Washington evacuated its embassy staff yesterday, with Secretary of State John Kerry warning the mission had faced a "real risk" from fierce fighting between armed groups for control of Tripoli's airport.
Another 38 people, mostly soldiers, were killed in 24 hours of fighting between the army and Islamists in the eastern city of Benghazi, military and medical officials said today, a further sign of the chaos plaguing the North African nation.
The attackers are battling to flush out fellow former rebels from the hill town of Zintan, southwest of Tripoli, who have controlled the airport for the past three years.
The health ministry said today that the violence had killed 97 people, a toll based on casualty reports from eight public hospitals in the city and its suburbs.

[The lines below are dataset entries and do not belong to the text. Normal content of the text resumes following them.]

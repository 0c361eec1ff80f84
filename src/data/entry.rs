//! Glucose entry data model.
//!
//! Represents a single sensor glucose value (SGV) record as served by the
//! Nightscout `api/v1/entries/sgv.json` endpoint. Histories arrive ordered
//! newest-first; index 0 is always the latest reading.

use chrono::{DateTime, Duration, Utc};
use serde::{Deserialize, Serialize};

/// Readings older than this are unusable for display.
const STALE_AFTER_SECS: i64 = 600;

/// Rate-of-change code reported alongside each reading.
#[derive(Debug, Clone, Copy, PartialEq, Eq, Serialize, Deserialize)]
#[serde(from = "String", into = "String")]
pub enum Trend {
    DoubleUp,
    SingleUp,
    FortyFiveUp,
    Flat,
    FortyFiveDown,
    SingleDown,
    DoubleDown,
    Unknown,
}

impl Default for Trend {
    fn default() -> Self {
        Trend::Unknown
    }
}

impl Trend {
    /// Wire code as Nightscout reports it.
    pub fn code(self) -> &'static str {
        match self {
            Trend::DoubleUp => "DoubleUp",
            Trend::SingleUp => "SingleUp",
            Trend::FortyFiveUp => "FortyFiveUp",
            Trend::Flat => "Flat",
            Trend::FortyFiveDown => "FortyFiveDown",
            Trend::SingleDown => "SingleDown",
            Trend::DoubleDown => "DoubleDown",
            Trend::Unknown => "NONE",
        }
    }

    /// Arrow glyph for display. Unrecognized trends render as `"?"`.
    pub fn arrow(self) -> &'static str {
        match self {
            Trend::DoubleUp => "↑↑",
            Trend::SingleUp => "↑",
            Trend::FortyFiveUp => "↗",
            Trend::Flat => "→",
            Trend::FortyFiveDown => "↘",
            Trend::SingleDown => "↓",
            Trend::DoubleDown => "↓↓",
            Trend::Unknown => "?",
        }
    }
}

impl From<String> for Trend {
    fn from(code: String) -> Self {
        match code.as_str() {
            "DoubleUp" => Trend::DoubleUp,
            "SingleUp" => Trend::SingleUp,
            "FortyFiveUp" => Trend::FortyFiveUp,
            "Flat" => Trend::Flat,
            "FortyFiveDown" => Trend::FortyFiveDown,
            "SingleDown" => Trend::SingleDown,
            "DoubleDown" => Trend::DoubleDown,
            _ => Trend::Unknown,
        }
    }
}

impl From<Trend> for String {
    fn from(trend: Trend) -> Self {
        trend.code().to_string()
    }
}

/// One timestamped glucose observation.
///
/// Unknown wire fields are ignored; `sgv` is always mg/dL regardless of
/// what unit system the uploader claims in `units`.
#[derive(Debug, Clone, Serialize, Deserialize)]
pub struct GlucoseEntry {
    /// Sensor glucose value in mg/dL.
    pub sgv: i32,
    /// Instant the reading was taken, supplied by the source (not receipt time).
    #[serde(with = "chrono::serde::ts_milliseconds")]
    pub date: DateTime<Utc>,
    /// Trend code; absent or unrecognized codes become [`Trend::Unknown`].
    #[serde(default)]
    pub direction: Trend,
    /// Reporting device, when the source includes it.
    #[serde(default, skip_serializing_if = "Option::is_none")]
    pub device: Option<String>,
    /// Unit system claimed by the uploader.
    #[serde(default, skip_serializing_if = "Option::is_none")]
    pub units: Option<String>,
}

impl GlucoseEntry {
    /// Whole seconds elapsed between this reading and `now`.
    ///
    /// Negative when the source clock runs ahead of ours; the raw value is
    /// passed through and display formatters clamp at zero.
    pub fn seconds_since(&self, now: DateTime<Utc>) -> i64 {
        (now - self.date).num_seconds()
    }

    /// A reading strictly older than ten minutes is stale and must not be
    /// rendered as a live value.
    pub fn is_stale(&self, now: DateTime<Utc>) -> bool {
        (now - self.date) > Duration::seconds(STALE_AFTER_SECS)
    }
}
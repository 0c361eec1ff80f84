use serde::{Deserialize, Serialize};

/// Conversion factor between mg/dL and mmol/L for glucose.
pub const MGDL_PER_MMOL: f64 = 18.0182;

/// Convert a glucose value in mg/dL to mmol/L, rounded to one decimal place.
pub fn mgdl_to_mmol(mgdl: f64) -> f64 {
    (mgdl / MGDL_PER_MMOL * 10.0).round() / 10.0
}

/// Display unit for glucose values.
#[derive(Debug, Clone, Copy, PartialEq, Eq, Serialize, Deserialize)]
#[serde(rename_all = "snake_case")]
pub enum Unit {
    MgDl,
    MmolL,
}

impl Unit {
    pub fn label(&self) -> &'static str {
        match self {
            Unit::MgDl => "mg/dL",
            Unit::MmolL => "mmol/L",
        }
    }

    /// Short suffix used in field identifiers.
    pub fn suffix(&self) -> &'static str {
        match self {
            Unit::MgDl => "mg",
            Unit::MmolL => "mmol",
        }
    }

    /// Convert a raw mg/dL value into this unit.
    pub fn convert(&self, mgdl: f64) -> f64 {
        match self {
            Unit::MgDl => mgdl,
            Unit::MmolL => mgdl_to_mmol(mgdl),
        }
    }
}

#[cfg(test)]
mod tests {
    use super::*;

    #[test]
    fn converts_known_values() {
        assert_eq!(mgdl_to_mmol(180.0), 10.0);
        assert_eq!(mgdl_to_mmol(100.0), 5.5);
        assert_eq!(mgdl_to_mmol(40.0), 2.2);
    }

    #[test]
    fn rounds_to_one_decimal() {
        // 72 / 18.0182 = 3.9959..., rounds up to 4.0
        assert_eq!(mgdl_to_mmol(72.0), 4.0);
        // 126 / 18.0182 = 6.9929..., rounds up to 7.0
        assert_eq!(mgdl_to_mmol(126.0), 7.0);
    }

    #[test]
    fn zero_stays_zero() {
        assert_eq!(mgdl_to_mmol(0.0), 0.0);
    }

    #[test]
    fn unit_convert_matches_helpers() {
        assert_eq!(Unit::MgDl.convert(154.0), 154.0);
        assert_eq!(Unit::MmolL.convert(154.0), mgdl_to_mmol(154.0));
    }

    #[test]
    fn unit_labels() {
        assert_eq!(Unit::MgDl.label(), "mg/dL");
        assert_eq!(Unit::MmolL.label(), "mmol/L");
        assert_eq!(Unit::MgDl.suffix(), "mg");
        assert_eq!(Unit::MmolL.suffix(), "mmol");
    }
}
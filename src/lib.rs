//! Glucose field engine for bike-computer extension hosts.
//!
//! Polls a Nightscout-compatible endpoint, derives presentation-ready
//! metrics (unit conversion, trend deltas, staleness, elapsed time) and
//! exposes them as independently startable field streams. A host registers
//! the fields from [`Field::catalog`], starts them through a
//! [`StreamController`] and renders whatever [`StreamState`] each stream
//! last published. See `src/main.rs` for a console host doing exactly that.

pub mod data;
pub mod metrics;
pub mod settings;
pub mod store;
pub mod stream;
mod utils;

pub use data::{GlucoseEntry, Trend};
pub use settings::{NightscoutSettings, SettingsStore, DEFAULT_NIGHTSCOUT_URL};
pub use store::{FetchError, GlucoseStore};
pub use stream::{Field, FieldSample, StreamController, StreamState};
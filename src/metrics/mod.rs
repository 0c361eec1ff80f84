pub mod delta;
pub mod format;
pub mod units;

pub use delta::{delta, delta_mgdl, DeltaWindow};
pub use units::{mgdl_to_mmol, Unit, MGDL_PER_MMOL};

More than 400 people were wounded.
Egypt's foreign ministry said a rocket hit a house in Tripoli yesterday, killing 23 people, including several Egyptians.
"There are 23 people dead after a Grad rocket fell on a house in Tripoli. Some of them are Egyptians, but we don't know how many," ministry spokesman Badr Abdelatty told AFP.
Cairo called on "all Egyptian nationals in Tripoli and Benghazi to immediately leave and save themselves from this chaotic internal fighting".
The foreign ministry statement said they should seek "safer areas in Libya or head to the Libya-Tunisia border".
Also today, a British embassy convoy was fired on in a suspected attempted carjacking in western Tripoli. There were no casualties, a spokesman for London's mission in Libya said.
"Shots were fired at our vehicles but they managed to drive on and leave the area," Bob Phillipson said.
The violence prompted Berlin and London to join Washington in urging their citizens to leave the country as soon as possible, after the US pulled out its diplomatic staff under air cover yesterday.